> What the task asks: All entries must be extracted exactly, with nothing added or dropped.

> Given records:
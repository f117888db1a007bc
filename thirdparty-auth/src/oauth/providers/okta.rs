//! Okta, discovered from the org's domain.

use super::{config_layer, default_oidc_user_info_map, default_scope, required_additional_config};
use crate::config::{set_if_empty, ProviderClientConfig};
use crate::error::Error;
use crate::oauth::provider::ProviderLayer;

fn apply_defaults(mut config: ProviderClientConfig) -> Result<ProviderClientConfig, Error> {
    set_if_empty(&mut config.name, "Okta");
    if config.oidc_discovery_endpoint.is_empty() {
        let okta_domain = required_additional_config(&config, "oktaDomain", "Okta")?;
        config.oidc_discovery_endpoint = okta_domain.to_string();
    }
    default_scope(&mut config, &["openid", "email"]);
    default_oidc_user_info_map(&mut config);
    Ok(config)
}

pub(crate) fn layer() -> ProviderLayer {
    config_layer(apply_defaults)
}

> Exercise result:
repository f117888db1a007bc
filename thirdparty-auth/src/oauth/providers/okta.rs
//! Okta, discovered from the org's domain.

use super::{config_layer, default_oidc_user_info_map, default_scope, required_additional_config};
use crate::config::{set_if_empty, ProviderClientConfig};
use crate::error::Error;
use crate::oauth::provider::ProviderLayer;

fn apply_defaults(mut config: ProviderClientConfig) -> Result<ProviderClientConfig, Error> {
    set_if_empty(&mut config.name, "Okta");
    if config.oidc_discovery_endpoint.is_empty() {
        let okta_domain = required_additional_config(&config, "oktaDomain", "Okta")?;
        config.oidc_discovery_endpoint = okta_domain.to_string();
    }
    default_scope(&mut config, &["openid", "email"]);
    default_oidc_user_info_map(&mut config);
    Ok(config)
}

pub(crate) fn layer() -> ProviderLayer {
    config_layer(apply_defaults)
}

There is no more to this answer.